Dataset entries
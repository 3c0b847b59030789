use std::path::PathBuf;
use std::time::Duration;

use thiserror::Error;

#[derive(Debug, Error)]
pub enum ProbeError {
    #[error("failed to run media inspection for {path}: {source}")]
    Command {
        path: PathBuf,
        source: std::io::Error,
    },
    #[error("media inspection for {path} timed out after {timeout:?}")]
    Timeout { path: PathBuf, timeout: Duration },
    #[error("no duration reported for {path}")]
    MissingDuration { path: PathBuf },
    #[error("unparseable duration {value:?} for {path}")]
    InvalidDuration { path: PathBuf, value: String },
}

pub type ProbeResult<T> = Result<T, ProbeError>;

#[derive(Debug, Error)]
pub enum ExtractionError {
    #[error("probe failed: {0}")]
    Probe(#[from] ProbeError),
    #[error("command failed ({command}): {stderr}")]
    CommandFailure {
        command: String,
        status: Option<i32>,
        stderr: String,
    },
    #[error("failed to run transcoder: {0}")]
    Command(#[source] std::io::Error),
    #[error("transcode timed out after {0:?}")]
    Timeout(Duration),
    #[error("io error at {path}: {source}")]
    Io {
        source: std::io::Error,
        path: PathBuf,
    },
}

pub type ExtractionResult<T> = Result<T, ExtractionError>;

...

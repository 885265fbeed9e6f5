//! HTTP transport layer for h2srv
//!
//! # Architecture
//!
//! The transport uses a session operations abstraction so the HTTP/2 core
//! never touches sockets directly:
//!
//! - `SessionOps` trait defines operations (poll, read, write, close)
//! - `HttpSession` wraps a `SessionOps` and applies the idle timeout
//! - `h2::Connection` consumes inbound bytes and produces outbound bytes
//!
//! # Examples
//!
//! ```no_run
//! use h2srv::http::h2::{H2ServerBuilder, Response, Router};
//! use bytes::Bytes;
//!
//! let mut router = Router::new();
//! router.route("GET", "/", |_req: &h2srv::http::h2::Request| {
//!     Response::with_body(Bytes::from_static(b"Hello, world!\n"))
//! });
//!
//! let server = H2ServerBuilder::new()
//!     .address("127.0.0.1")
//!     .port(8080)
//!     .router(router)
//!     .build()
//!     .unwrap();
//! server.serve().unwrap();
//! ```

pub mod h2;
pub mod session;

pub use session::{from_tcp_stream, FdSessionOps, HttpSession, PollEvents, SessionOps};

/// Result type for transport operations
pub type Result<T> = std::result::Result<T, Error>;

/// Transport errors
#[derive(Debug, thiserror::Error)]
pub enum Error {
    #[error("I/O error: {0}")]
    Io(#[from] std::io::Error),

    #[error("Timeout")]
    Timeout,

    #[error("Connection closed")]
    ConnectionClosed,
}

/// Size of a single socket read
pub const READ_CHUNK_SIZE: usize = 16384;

==

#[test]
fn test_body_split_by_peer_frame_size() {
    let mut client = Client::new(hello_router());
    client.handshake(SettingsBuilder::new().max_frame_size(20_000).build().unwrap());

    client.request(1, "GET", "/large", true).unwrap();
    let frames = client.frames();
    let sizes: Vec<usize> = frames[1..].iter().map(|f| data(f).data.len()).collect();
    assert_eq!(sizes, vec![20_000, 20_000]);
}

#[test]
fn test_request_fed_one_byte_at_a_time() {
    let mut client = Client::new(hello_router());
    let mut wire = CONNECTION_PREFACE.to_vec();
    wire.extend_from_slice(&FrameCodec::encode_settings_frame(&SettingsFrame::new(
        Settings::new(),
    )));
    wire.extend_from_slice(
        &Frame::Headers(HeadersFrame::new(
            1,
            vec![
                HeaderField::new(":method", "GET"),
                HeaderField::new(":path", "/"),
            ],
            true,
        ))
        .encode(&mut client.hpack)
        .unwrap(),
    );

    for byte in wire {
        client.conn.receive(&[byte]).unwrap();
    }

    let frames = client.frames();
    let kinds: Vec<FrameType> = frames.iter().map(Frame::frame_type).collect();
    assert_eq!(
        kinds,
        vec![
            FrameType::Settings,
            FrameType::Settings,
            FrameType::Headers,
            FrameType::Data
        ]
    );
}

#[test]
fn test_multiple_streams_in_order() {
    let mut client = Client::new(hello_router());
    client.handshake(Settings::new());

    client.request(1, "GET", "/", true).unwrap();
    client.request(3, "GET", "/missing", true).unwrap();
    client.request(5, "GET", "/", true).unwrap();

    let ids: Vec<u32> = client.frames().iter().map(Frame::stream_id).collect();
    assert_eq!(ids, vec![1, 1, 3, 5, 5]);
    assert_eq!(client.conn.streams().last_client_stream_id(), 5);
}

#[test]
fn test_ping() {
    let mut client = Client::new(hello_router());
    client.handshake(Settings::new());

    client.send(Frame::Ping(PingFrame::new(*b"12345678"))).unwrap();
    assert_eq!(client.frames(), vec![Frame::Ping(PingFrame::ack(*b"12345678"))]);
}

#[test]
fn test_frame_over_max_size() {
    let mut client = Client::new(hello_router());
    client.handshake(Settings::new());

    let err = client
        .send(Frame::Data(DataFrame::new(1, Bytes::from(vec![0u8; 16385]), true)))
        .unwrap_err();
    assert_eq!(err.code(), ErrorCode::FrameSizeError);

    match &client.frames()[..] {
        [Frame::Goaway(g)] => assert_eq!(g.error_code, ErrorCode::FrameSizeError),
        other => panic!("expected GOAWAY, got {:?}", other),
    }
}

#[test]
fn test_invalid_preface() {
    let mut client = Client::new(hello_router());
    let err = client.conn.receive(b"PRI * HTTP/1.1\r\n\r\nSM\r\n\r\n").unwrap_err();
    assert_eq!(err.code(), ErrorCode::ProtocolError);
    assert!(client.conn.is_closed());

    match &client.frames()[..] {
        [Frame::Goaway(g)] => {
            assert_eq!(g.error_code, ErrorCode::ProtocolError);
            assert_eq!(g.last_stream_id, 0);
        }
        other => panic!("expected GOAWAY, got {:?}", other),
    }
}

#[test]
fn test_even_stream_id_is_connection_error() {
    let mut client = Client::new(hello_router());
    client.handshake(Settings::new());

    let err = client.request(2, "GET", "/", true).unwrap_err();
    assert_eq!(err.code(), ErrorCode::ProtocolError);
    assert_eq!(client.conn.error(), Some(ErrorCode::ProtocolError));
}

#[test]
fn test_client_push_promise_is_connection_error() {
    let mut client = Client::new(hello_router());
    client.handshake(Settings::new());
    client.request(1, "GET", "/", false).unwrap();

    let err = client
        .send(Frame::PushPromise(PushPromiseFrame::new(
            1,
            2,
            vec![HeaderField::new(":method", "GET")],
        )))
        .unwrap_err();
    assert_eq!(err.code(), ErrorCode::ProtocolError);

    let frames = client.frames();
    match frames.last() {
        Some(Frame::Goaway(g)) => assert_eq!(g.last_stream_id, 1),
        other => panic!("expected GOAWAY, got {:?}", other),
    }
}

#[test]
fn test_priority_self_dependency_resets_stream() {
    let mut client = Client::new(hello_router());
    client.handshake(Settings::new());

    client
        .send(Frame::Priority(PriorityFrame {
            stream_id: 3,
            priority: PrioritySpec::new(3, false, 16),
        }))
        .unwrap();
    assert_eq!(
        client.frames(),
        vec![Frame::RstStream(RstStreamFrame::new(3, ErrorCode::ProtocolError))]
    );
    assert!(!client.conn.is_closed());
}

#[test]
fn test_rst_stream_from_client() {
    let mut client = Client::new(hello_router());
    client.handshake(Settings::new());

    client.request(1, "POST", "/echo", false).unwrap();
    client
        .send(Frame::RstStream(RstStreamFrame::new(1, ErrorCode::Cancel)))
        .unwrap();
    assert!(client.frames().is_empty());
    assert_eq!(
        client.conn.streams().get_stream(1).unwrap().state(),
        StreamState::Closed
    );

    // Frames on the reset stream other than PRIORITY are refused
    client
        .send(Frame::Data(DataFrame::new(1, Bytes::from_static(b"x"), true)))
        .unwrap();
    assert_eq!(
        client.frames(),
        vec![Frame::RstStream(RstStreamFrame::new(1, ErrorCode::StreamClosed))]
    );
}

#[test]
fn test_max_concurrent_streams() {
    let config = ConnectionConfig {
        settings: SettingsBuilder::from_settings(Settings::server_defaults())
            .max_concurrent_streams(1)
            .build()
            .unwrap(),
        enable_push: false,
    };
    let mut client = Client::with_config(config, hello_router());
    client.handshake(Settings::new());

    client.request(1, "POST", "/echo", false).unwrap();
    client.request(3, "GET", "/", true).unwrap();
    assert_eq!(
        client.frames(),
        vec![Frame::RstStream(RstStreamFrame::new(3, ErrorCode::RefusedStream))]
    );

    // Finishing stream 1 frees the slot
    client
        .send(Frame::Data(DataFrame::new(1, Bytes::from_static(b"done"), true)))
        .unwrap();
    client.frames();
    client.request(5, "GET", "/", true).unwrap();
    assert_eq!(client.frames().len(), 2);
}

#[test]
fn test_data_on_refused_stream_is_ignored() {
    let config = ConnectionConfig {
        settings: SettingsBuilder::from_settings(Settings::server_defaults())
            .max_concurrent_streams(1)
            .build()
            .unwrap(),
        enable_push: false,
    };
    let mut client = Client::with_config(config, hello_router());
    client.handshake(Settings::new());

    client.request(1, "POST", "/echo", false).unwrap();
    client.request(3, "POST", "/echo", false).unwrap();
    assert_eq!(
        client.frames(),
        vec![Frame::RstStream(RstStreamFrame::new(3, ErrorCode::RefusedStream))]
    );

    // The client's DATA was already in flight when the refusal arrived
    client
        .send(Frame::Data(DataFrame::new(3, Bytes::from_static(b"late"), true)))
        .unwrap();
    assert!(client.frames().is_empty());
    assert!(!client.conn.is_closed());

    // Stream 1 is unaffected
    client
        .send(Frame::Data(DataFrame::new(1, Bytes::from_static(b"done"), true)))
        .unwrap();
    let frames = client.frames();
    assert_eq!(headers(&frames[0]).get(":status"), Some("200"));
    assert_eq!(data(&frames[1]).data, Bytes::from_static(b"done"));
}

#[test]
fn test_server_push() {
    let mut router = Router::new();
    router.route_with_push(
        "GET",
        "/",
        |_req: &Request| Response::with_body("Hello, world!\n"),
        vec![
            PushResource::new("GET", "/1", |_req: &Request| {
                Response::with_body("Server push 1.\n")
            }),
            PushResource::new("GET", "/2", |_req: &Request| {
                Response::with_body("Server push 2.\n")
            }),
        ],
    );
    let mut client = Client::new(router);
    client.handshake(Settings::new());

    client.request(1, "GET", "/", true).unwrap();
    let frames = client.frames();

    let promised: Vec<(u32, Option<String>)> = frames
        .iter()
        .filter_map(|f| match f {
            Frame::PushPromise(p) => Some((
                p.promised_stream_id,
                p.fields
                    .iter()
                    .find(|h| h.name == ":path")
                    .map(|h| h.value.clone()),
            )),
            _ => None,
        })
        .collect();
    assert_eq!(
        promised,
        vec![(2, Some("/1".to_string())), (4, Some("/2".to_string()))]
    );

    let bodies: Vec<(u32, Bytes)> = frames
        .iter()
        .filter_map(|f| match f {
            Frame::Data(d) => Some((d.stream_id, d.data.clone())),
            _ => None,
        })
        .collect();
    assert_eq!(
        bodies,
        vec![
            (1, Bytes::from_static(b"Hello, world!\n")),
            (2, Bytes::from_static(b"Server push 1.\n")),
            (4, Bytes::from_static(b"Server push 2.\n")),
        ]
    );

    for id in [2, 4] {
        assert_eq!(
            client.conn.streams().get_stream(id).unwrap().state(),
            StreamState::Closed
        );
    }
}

• What you should do
Extract from the records above the lines from the one containing "repository 3c0b847b59030789" to the one containing "pub type ExtractionResult<T>", both lines included, exactly as they appear and with nothing else.

• The answer
repository 3c0b847b59030789
use std::path::PathBuf;
use std::time::Duration;

use thiserror::Error;

#[derive(Debug, Error)]
pub enum ProbeError {
    #[error("failed to run media inspection for {path}: {source}")]
    Command {
        path: PathBuf,
        source: std::io::Error,
    },
    #[error("media inspection for {path} timed out after {timeout:?}")]
    Timeout { path: PathBuf, timeout: Duration },
    #[error("no duration reported for {path}")]
    MissingDuration { path: PathBuf },
    #[error("unparseable duration {value:?} for {path}")]
    InvalidDuration { path: PathBuf, value: String },
}

pub type ProbeResult<T> = Result<T, ProbeError>;

#[derive(Debug, Error)]
pub enum ExtractionError {
    #[error("probe failed: {0}")]
    Probe(#[from] ProbeError),
    #[error("command failed ({command}): {stderr}")]
    CommandFailure {
        command: String,
        status: Option<i32>,
        stderr: String,
    },
    #[error("failed to run transcoder: {0}")]
    Command(#[source] std::io::Error),
    #[error("transcode timed out after {0:?}")]
    Timeout(Duration),
    #[error("io error at {path}: {source}")]
    Io {
        source: std::io::Error,
        path: PathBuf,
    },
}

pub type ExtractionResult<T> = Result<T, ExtractionError>;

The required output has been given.